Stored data
-- -- --
// libs/booking-cell/src/handlers.rs
use std::sync::Arc;

use axum::{
    extract::{Query, State},
    Json,
};
use axum_extra::TypedHeader;
use headers::{Authorization, authorization::Bearer};
use serde_json::{json, Value};
use uuid::Uuid;

use shared_models::error::AppError;

use crate::models::{AppointmentIdsQuery, BookSlotRequest, BookingError};
use crate::services::booking::BookingService;

fn booking_error(e: BookingError) -> AppError {
    match e {
        e @ (BookingError::InvalidDuration(_) | BookingError::InvalidCapacity(_)) => {
            AppError::ValidationError(e.to_string())
        }
        e @ BookingError::SlotFull => AppError::Conflict(e.to_string()),
        BookingError::DatabaseError(message) => AppError::Database(message),
    }
}

/// POST /booking/appointments
#[axum::debug_handler]
pub async fn book_slot(
    State(service): State<Arc<BookingService>>,
    auth: Option<TypedHeader<Authorization<Bearer>>>,
    Json(request): Json<BookSlotRequest>,
) -> Result<Json<Value>, AppError> {
    let token = auth.as_ref().map(|TypedHeader(header)| header.token());

    let appointment = service
        .book_slot(request, token)
        .await
        .map_err(booking_error)?;

    Ok(Json(json!(appointment)))
}

/// GET /booking/appointments?ids=a,b,c
#[axum::debug_handler]
pub async fn get_appointment_details(
    State(service): State<Arc<BookingService>>,
    Query(query): Query<AppointmentIdsQuery>,
    auth: Option<TypedHeader<Authorization<Bearer>>>,
) -> Result<Json<Value>, AppError> {
    let token = auth.as_ref().map(|TypedHeader(header)| header.token());

    let ids = query
        .ids
        .split(',')
        .map(str::trim)
        .filter(|id| !id.is_empty())
        .map(Uuid::parse_str)
        .collect::<Result<Vec<_>, _>>()
        .map_err(|e| AppError::BadRequest(format!("Invalid appointment id: {}", e)))?;

    let appointments = service
        .fetch_by_ids(&ids, token)
        .await
        .map_err(booking_error)?;

    Ok(Json(json!({
        "appointments": appointments,
        "total": appointments.len()
    })))
}
use std::collections::HashMap;

use chrono::{NaiveDate, NaiveTime, Timelike};

use crate::calendar::is_weekend;

fn hm(hour: u32, minute: u32) -> NaiveTime {
    NaiveTime::from_hms_opt(hour, minute, 0).unwrap()
}

/// One operating window on a wall-clock day, half-open on the right.
#[derive(Debug, Clone, Copy, PartialEq, Eq)]
pub struct HoursWindow {
    pub start: NaiveTime,
    pub end: NaiveTime,
}

impl HoursWindow {
    pub fn new(start: NaiveTime, end: NaiveTime) -> Self {
        Self { start, end }
    }

    /// `start <= time < end`
    pub fn contains(&self, time: NaiveTime) -> bool {
        self.start <= time && time < self.end
    }
}

/// Operating-hours policy: a weekday window, a weekend window, and per-date
/// overrides for holidays or branch-specific days. Injected into the grid
/// builder so hours changes never touch the slot algorithm.
#[derive(Debug, Clone)]
pub struct ClinicHours {
    weekday: HoursWindow,
    weekend: HoursWindow,
    overrides: HashMap<NaiveDate, HoursWindow>,
}

impl Default for ClinicHours {
    fn default() -> Self {
        Self {
            weekday: HoursWindow::new(hm(9, 0), hm(21, 0)),
            weekend: HoursWindow::new(hm(10, 0), hm(19, 0)),
            overrides: HashMap::new(),
        }
    }
}

impl ClinicHours {
    pub fn new(weekday: HoursWindow, weekend: HoursWindow) -> Self {
        Self {
            weekday,
            weekend,
            overrides: HashMap::new(),
        }
    }

    pub fn with_override(mut self, date: NaiveDate, window: HoursWindow) -> Self {
        self.overrides.insert(date, window);
        self
    }

    /// The clinic window enforced for one date: override first, then the
    /// weekend/weekday split.
    pub fn window_for(&self, date: NaiveDate) -> HoursWindow {
        if let Some(window) = self.overrides.get(&date) {
            return *window;
        }
        if is_weekend(date) {
            self.weekend
        } else {
            self.weekday
        }
    }

    /// Earliest open to latest close across every configured window. The grid
    /// header spans this; narrower days render their out-of-window labels as
    /// off rather than shrinking the header.
    pub fn header_span(&self) -> HoursWindow {
        let mut start = self.weekday.start.min(self.weekend.start);
        let mut end = self.weekday.end.max(self.weekend.end);

        for window in self.overrides.values() {
            start = start.min(window.start);
            end = end.max(window.end);
        }

        HoursWindow::new(start, end)
    }

    /// "HH:MM" labels from span start to span end inclusive, stepping by
    /// `slot_minutes`. Shared by every day column of a grid.
    pub fn grid_header_labels(&self, slot_minutes: i64) -> Vec<String> {
        if slot_minutes <= 0 {
            return Vec::new();
        }

        let span = self.header_span();
        let last_minute = i64::from(span.end.num_seconds_from_midnight()) / 60;
        let mut minute = i64::from(span.start.num_seconds_from_midnight()) / 60;

        let mut labels = Vec::new();
        while minute <= last_minute {
            labels.push(format!("{:02}:{:02}", minute / 60, minute % 60));
            minute = match minute.checked_add(slot_minutes) {
                Some(next) => next,
                None => break,
            };
        }

        labels
    }
}
use chrono::{DateTime, Datelike, Duration, NaiveDate, NaiveDateTime, NaiveTime, Utc, Weekday};

/// Strict "YYYY-MM-DD" date key. Malformed input is a soft failure: callers
/// treat `None` as an empty result, never as a fault.
pub fn parse_date_key(s: &str) -> Option<NaiveDate> {
    NaiveDate::parse_from_str(s, "%Y-%m-%d").ok()
}

pub fn is_weekend(date: NaiveDate) -> bool {
    matches!(date.weekday(), Weekday::Sat | Weekday::Sun)
}

/// Lazy inclusive day sequence. Empty when either bound is malformed or the
/// range is reversed. Clone to restart.
#[derive(Debug, Clone)]
pub struct DateRange {
    cursor: Option<NaiveDate>,
    last: NaiveDate,
}

pub fn date_range_inclusive(from: &str, to: &str) -> DateRange {
    match (parse_date_key(from), parse_date_key(to)) {
        (Some(first), Some(last)) if first <= last => DateRange {
            cursor: Some(first),
            last,
        },
        _ => DateRange {
            cursor: None,
            last: NaiveDate::MIN,
        },
    }
}

impl Iterator for DateRange {
    type Item = NaiveDate;

    fn next(&mut self) -> Option<NaiveDate> {
        let current = self.cursor?;
        self.cursor = if current < self.last {
            current.succ_opt()
        } else {
            None
        };
        Some(current)
    }
}

/// "HH:MM" (or "HH:MM:SS") time of day; anything unparseable falls back to
/// midnight so a bad label degrades instead of erroring.
pub fn parse_time_of_day(s: &str) -> NaiveTime {
    NaiveTime::parse_from_str(s, "%H:%M")
        .or_else(|_| NaiveTime::parse_from_str(s, "%H:%M:%S"))
        .unwrap_or(NaiveTime::MIN)
}

/// Places a wall-clock label on the UTC timeline. The whole grid lives on
/// one timeline; there is no per-branch timezone conversion.
pub fn to_instant(date: NaiveDate, time_of_day: &str) -> DateTime<Utc> {
    date.and_time(parse_time_of_day(time_of_day)).and_utc()
}

/// Signed minute shift. A delta the timeline cannot represent leaves the
/// instant unchanged rather than panicking.
pub fn add_minutes(instant: DateTime<Utc>, minutes: i64) -> DateTime<Utc> {
    Duration::try_milliseconds(minutes.saturating_mul(60_000))
        .and_then(|delta| instant.checked_add_signed(delta))
        .unwrap_or(instant)
}

/// Appointment timestamps arrive as RFC 3339 or as naive "YYYY-MM-DDTHH:MM[:SS]"
/// strings depending on the writer; naive values are taken as UTC.
pub fn parse_instant(s: &str) -> Option<DateTime<Utc>> {
    if let Ok(parsed) = DateTime::parse_from_rfc3339(s) {
        return Some(parsed.with_timezone(&Utc));
    }

    for format in ["%Y-%m-%dT%H:%M:%S", "%Y-%m-%dT%H:%M"] {
        if let Ok(naive) = NaiveDateTime::parse_from_str(s, format) {
            return Some(naive.and_utc());
        }
    }

    None
}

/// Short Mongolian weekday label for grid headers.
pub fn weekday_label(date: NaiveDate) -> &'static str {
    match date.weekday() {
        Weekday::Mon => "Да",
        Weekday::Tue => "Мя",
        Weekday::Wed => "Лх",
        Weekday::Thu => "Пү",
        Weekday::Fri => "Ба",
        Weekday::Sat => "Бя",
        Weekday::Sun => "Ня",
    }
}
-- -- --
WHAT YOU HAVE TO DO
Please find the lines in the data that contain the word "token" and copy them.

SOLUTION FOR THIS PROBLEM
    let token = auth.as_ref().map(|TypedHeader(header)| header.token());
        .book_slot(request, token)
    let token = auth.as_ref().map(|TypedHeader(header)| header.token());
        .fetch_by_ids(&ids, token)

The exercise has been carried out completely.